### AIM OF THE EXERCISE
Every line in the records below that holds the word "transform" is to be copied.

(Saved data entries)
★ ★ ★ ★ ★ ★ ★

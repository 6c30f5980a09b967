//! Job-related API endpoints

use std::path::Path;

use rundeck_core::domain::execution::Execution;
use rundeck_core::domain::job::Job;
use rundeck_core::domain::results::{DeleteJobsResult, ImportStatus};
use rundeck_core::dto::Params;
use rundeck_core::dto::job::{ImportOptions, DocumentFormat, JobQuery, RunJobOptions};
use tracing::{debug, info};

use crate::RundeckClient;
use crate::error::{ClientError, Result};
use crate::transform;
use crate::transport::{ApiRequest, RequestBody};

impl RundeckClient {
    // =============================================================================
    // Job Listing
    // =============================================================================

    /// List jobs in a project matching a query
    ///
    /// Exact-name and exact-group filters need API version 2.
    pub async fn list_jobs(&self, project: &str, query: &JobQuery) -> Result<Vec<Job>> {
        self.require_version(query.required_version())?;

        let mut params = vec![("project".to_string(), project.to_string())];
        params.extend(query.to_params());

        let envelope = self
            .request_checked(ApiRequest::get("jobs").with_query(params))
            .await?;
        transform::jobs(&envelope)
    }

    /// IDs of the jobs matching a query, at most `limit` of them
    ///
    /// # Errors
    /// [`ClientError::NotFound`] when nothing matches.
    pub async fn get_job_ids(
        &self,
        project: &str,
        query: &JobQuery,
        limit: Option<usize>,
    ) -> Result<Vec<String>> {
        let jobs = self.list_jobs(project, query).await?;
        if jobs.is_empty() {
            return Err(ClientError::NotFound(format!(
                "No jobs in project {:?} match the filter",
                project
            )));
        }

        let ids = jobs.into_iter().map(|job| job.id);
        Ok(match limit {
            Some(limit) => ids.take(limit).collect(),
            None => ids.collect(),
        })
    }

    /// ID of the job with the given exact name
    ///
    /// When several jobs share the name, the first one the server lists wins.
    pub async fn get_job_id(&self, project: &str, name: &str) -> Result<String> {
        let ids = self
            .get_job_ids(project, &JobQuery::exact_name(name), Some(1))
            .await
            .map_err(|err| match err {
                ClientError::NotFound(_) => ClientError::NotFound(format!(
                    "Job {:?} not found in project {:?}",
                    name, project
                )),
                other => other,
            })?;

        ids.into_iter()
            .next()
            .ok_or_else(|| ClientError::NotFound(format!("Job {:?} not found", name)))
    }

    // =============================================================================
    // Job Execution
    // =============================================================================

    /// Start a job and return the new execution without waiting for it
    pub async fn run_job(&self, job_id: &str, options: &RunJobOptions) -> Result<Execution> {
        let request = ApiRequest::get(format!("job/{}/run", job_id)).with_query(options.to_params());
        let envelope = self.request_checked(request).await?;
        let execution = transform::execution(&envelope)?;

        info!("Started job {} as execution {}", job_id, execution.id);
        Ok(execution)
    }

    // =============================================================================
    // Job Definitions
    // =============================================================================

    /// Export the definitions of a project's jobs as raw text
    pub async fn export_jobs(
        &self,
        project: &str,
        format: DocumentFormat,
        query: &JobQuery,
    ) -> Result<String> {
        let mut params = vec![
            ("format".to_string(), format.to_string()),
            ("project".to_string(), project.to_string()),
        ];
        params.extend(query.to_params());
        self.request_text(ApiRequest::get("jobs/export").with_query(params))
            .await
    }

    /// Export one job definition as raw text
    pub async fn export_job(&self, job_id: &str, format: DocumentFormat) -> Result<String> {
        let params = vec![("format".to_string(), format.to_string())];
        self.request_text(ApiRequest::get(format!("job/{}", job_id)).with_query(params))
            .await
    }

    /// Import job definitions from a document
    pub async fn import_jobs(&self, definition: &str, options: &ImportOptions) -> Result<ImportStatus> {
        let mut fields: Params = options.to_params();
        fields.push(("xmlBatch".to_string(), definition.to_string()));

        let request = ApiRequest::post("jobs/import").with_body(RequestBody::Form(fields));
        let envelope = self.request_checked(request).await?;
        let status = transform::job_import_status(&envelope)?;

        info!(
            "Imported jobs: {} succeeded, {} failed, {} skipped",
            status.succeeded.len(),
            status.failed.len(),
            status.skipped.len()
        );
        Ok(status)
    }

    /// Import job definitions from a file
    ///
    /// Without an explicit format the file extension decides; only `xml` and
    /// `yaml` (or `yml`) are accepted.
    pub async fn import_job_file(
        &self,
        path: impl AsRef<Path>,
        options: &ImportOptions,
    ) -> Result<ImportStatus> {
        let path = path.as_ref();
        let format = match options.format {
            Some(format) => format,
            None => path
                .extension()
                .and_then(|ext| ext.to_str())
                .and_then(DocumentFormat::from_extension)
                .ok_or_else(|| {
                    ClientError::InvalidRequest(format!(
                        "Invalid job definition format for {}: expected .xml or .yaml",
                        path.display()
                    ))
                })?,
        };

        debug!("Reading {} job definitions from {}", format, path.display());
        let definition = tokio::fs::read_to_string(path).await?;

        let options = ImportOptions {
            format: Some(format),
            ..options.clone()
        };
        self.import_jobs(&definition, &options).await
    }

    // =============================================================================
    // Job Deletion
    // =============================================================================

    /// Delete a job
    ///
    /// From API version 11 the server answers a successful delete with
    /// `204 No Content`; older versions send a success envelope.
    pub async fn delete_job(&self, job_id: &str) -> Result<bool> {
        let request = ApiRequest::delete(format!("job/{}", job_id));

        if self.api_version() >= 11 {
            let raw = self.send(request).await?;
            return Ok(raw.status == 204);
        }

        let envelope = self.request(request).await?;
        Ok(envelope.success())
    }

    /// Delete several jobs in one request
    pub async fn delete_jobs(&self, ids: &[String]) -> Result<DeleteJobsResult> {
        if ids.is_empty() {
            return Err(ClientError::InvalidRequest(
                "At least one job ID is required".to_string(),
            ));
        }

        let fields = vec![("idlist".to_string(), ids.join(","))];
        let request = ApiRequest::post("jobs/delete").with_body(RequestBody::Form(fields));
        let envelope = self.request_checked(request).await?;
        transform::jobs_delete(&envelope)
    }
}

#[cfg(test)]
mod tests {
    use crate::ClientError;
    use crate::transport::testing::{ScriptedTransport, param, scripted};
    use crate::transport::{Method, RequestBody};
    use rundeck_core::domain::execution::ExecutionStatus;
    use rundeck_core::dto::job::{DupeOption, ImportOptions, DocumentFormat, JobQuery, RunJobOptions};

    const JOBS: &str = r#"<result success="true" apiversion="11"><jobs count="2">
        <job id="3b8a86d5-4fc3-4cc1-95a2-8b51421c2069"><name>backup</name><group>ops</group><project>demo</project><description/></job>
        <job id="c07518ef-b697-4792-9a59-5b4f08855d67"><name>backup</name><group>db</group><project>demo</project><description/></job>
    </jobs></result>"#;

    const EMPTY_JOBS: &str = r#"<result success="true" apiversion="11"><jobs count="0"/></result>"#;

    #[tokio::test]
    async fn test_list_jobs_sends_project_and_filters() {
        let (client, transport) = scripted(ScriptedTransport::new().respond(200, JOBS), 11);
        let query = JobQuery {
            group_path: Some("ops".to_string()),
            ..Default::default()
        };

        let jobs = client.list_jobs("demo", &query).await.unwrap();
        assert_eq!(jobs.len(), 2);
        assert_eq!(jobs[0].group.as_deref(), Some("ops"));

        let request = &transport.requests()[0];
        assert_eq!(request.path, "jobs");
        assert_eq!(param(&request.query, "project"), Some("demo"));
        assert_eq!(param(&request.query, "groupPath"), Some("ops"));
    }

    #[tokio::test]
    async fn test_exact_filter_needs_version_two() {
        let (client, transport) = scripted(ScriptedTransport::new(), 1);
        let err = client.get_job_id("demo", "backup").await.unwrap_err();
        assert!(matches!(err, ClientError::UnsupportedOperation { required: 2, configured: 1 }));
        assert!(transport.requests().is_empty());
    }

    #[tokio::test]
    async fn test_get_job_id_takes_first_match() {
        let (client, transport) = scripted(ScriptedTransport::new().respond(200, JOBS), 11);
        let id = client.get_job_id("demo", "backup").await.unwrap();
        assert_eq!(id, "3b8a86d5-4fc3-4cc1-95a2-8b51421c2069");
        assert_eq!(param(&transport.requests()[0].query, "jobExactFilter"), Some("backup"));
    }

    #[tokio::test]
    async fn test_get_job_id_not_found() {
        let (client, _) = scripted(ScriptedTransport::new().respond(200, EMPTY_JOBS), 11);
        let err = client.get_job_id("demo", "missing").await.unwrap_err();
        assert!(err.is_not_found());
        assert!(err.to_string().contains("\"missing\""));
    }

    #[tokio::test]
    async fn test_get_job_ids_limit() {
        let (client, _) = scripted(ScriptedTransport::new().respond(200, JOBS).respond(200, JOBS), 11);
        let query = JobQuery::default();
        assert_eq!(client.get_job_ids("demo", &query, None).await.unwrap().len(), 2);
        assert_eq!(client.get_job_ids("demo", &query, Some(1)).await.unwrap().len(), 1);
    }

    #[tokio::test]
    async fn test_run_job() {
        let body = r#"<result success="true"><executions count="1"><execution id="117" status="running"><user>admin</user></execution></executions></result>"#;
        let (client, transport) = scripted(ScriptedTransport::new().respond(200, body), 11);
        let options = RunJobOptions {
            arg_string: Some([("env", "prod")].into_iter().collect()),
            ..Default::default()
        };

        let execution = client.run_job("abc", &options).await.unwrap();
        assert_eq!(execution.id, 117);
        assert_eq!(execution.status, ExecutionStatus::Running);

        let request = &transport.requests()[0];
        assert_eq!(request.path, "job/abc/run");
        assert_eq!(param(&request.query, "argString"), Some("-env prod"));
    }

    #[tokio::test]
    async fn test_export_job_returns_raw_text() {
        let (client, transport) = scripted(ScriptedTransport::new().respond(200, "- name: backup\n"), 11);
        let text = client.export_job("abc", DocumentFormat::Yaml).await.unwrap();
        assert_eq!(text, "- name: backup\n");
        assert_eq!(param(&transport.requests()[0].query, "format"), Some("yaml"));
    }

    #[tokio::test]
    async fn test_import_jobs_sends_batch_form() {
        let body = r#"<result success="true"><succeeded count="1"><job index="1"><name>backup</name></job></succeeded><failed count="0"/><skipped count="0"/></result>"#;
        let (client, transport) = scripted(ScriptedTransport::new().respond(200, body), 11);
        let options = ImportOptions {
            dupe_option: Some(DupeOption::Update),
            ..Default::default()
        };

        let status = client.import_jobs("<joblist/>", &options).await.unwrap();
        assert_eq!(status.succeeded.len(), 1);
        assert_eq!(status.total(), 1);

        let request = &transport.requests()[0];
        assert_eq!(request.method, Method::Post);
        match &request.body {
            RequestBody::Form(fields) => {
                assert_eq!(param(fields, "xmlBatch"), Some("<joblist/>"));
                assert_eq!(param(fields, "dupeOption"), Some("update"));
            }
            other => panic!("unexpected body {:?}", other),
        }
    }

    #[tokio::test]
    async fn test_import_job_file_rejects_unknown_extension() {
        let (client, transport) = scripted(ScriptedTransport::new(), 11);
        let err = client
            .import_job_file("jobs.json", &ImportOptions::default())
            .await
            .unwrap_err();
        assert!(matches!(err, ClientError::InvalidRequest(_)));
        assert!(transport.requests().is_empty());
    }

    #[tokio::test]
    async fn test_import_job_file_missing_file() {
        let (client, _) = scripted(ScriptedTransport::new(), 11);
        let err = client
            .import_job_file("/nonexistent/jobs.yml", &ImportOptions::default())
            .await
            .unwrap_err();
        assert!(matches!(err, ClientError::Io(_)));
    }

    #[tokio::test]
    async fn test_delete_job_by_version() {
        let (client, _) = scripted(ScriptedTransport::new().respond(204, "").respond(404, ""), 11);
        assert!(client.delete_job("abc").await.unwrap());
        assert!(!client.delete_job("abc").await.unwrap());

        let body = r#"<result success="true"><success><message>Job was successfully deleted</message></success></result>"#;
        let (client, transport) = scripted(ScriptedTransport::new().respond(200, body), 5);
        assert!(client.delete_job("abc").await.unwrap());
        assert_eq!(transport.requests()[0].method, Method::Delete);
    }

    #[tokio::test]
    async fn test_delete_jobs_bulk() {
        let body = r#"<result success="true"><deleteJobs requestCount="2" allsuccessful="true"><succeeded count="2"><deleteJobResult id="a"/><deleteJobResult id="b"/></succeeded></deleteJobs></result>"#;
        let (client, transport) = scripted(ScriptedTransport::new().respond(200, body), 11);
        let ids = vec!["a".to_string(), "b".to_string()];

        let result = client.delete_jobs(&ids).await.unwrap();
        assert_eq!(result.request_count, 2);
        assert!(result.all_successful);

        let request = &transport.requests()[0];
        assert_eq!(request.body, RequestBody::Form(vec![("idlist".to_string(), "a,b".to_string())]));

        assert!(matches!(client.delete_jobs(&[]).await, Err(ClientError::InvalidRequest(_))));
    }
}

★ ★ ★ ★ ★ ★ ★

### TASK RESPONSE
use crate::transform;
        transform::jobs(&envelope)
        let execution = transform::execution(&envelope)?;
        let status = transform::job_import_status(&envelope)?;
        transform::jobs_delete(&envelope)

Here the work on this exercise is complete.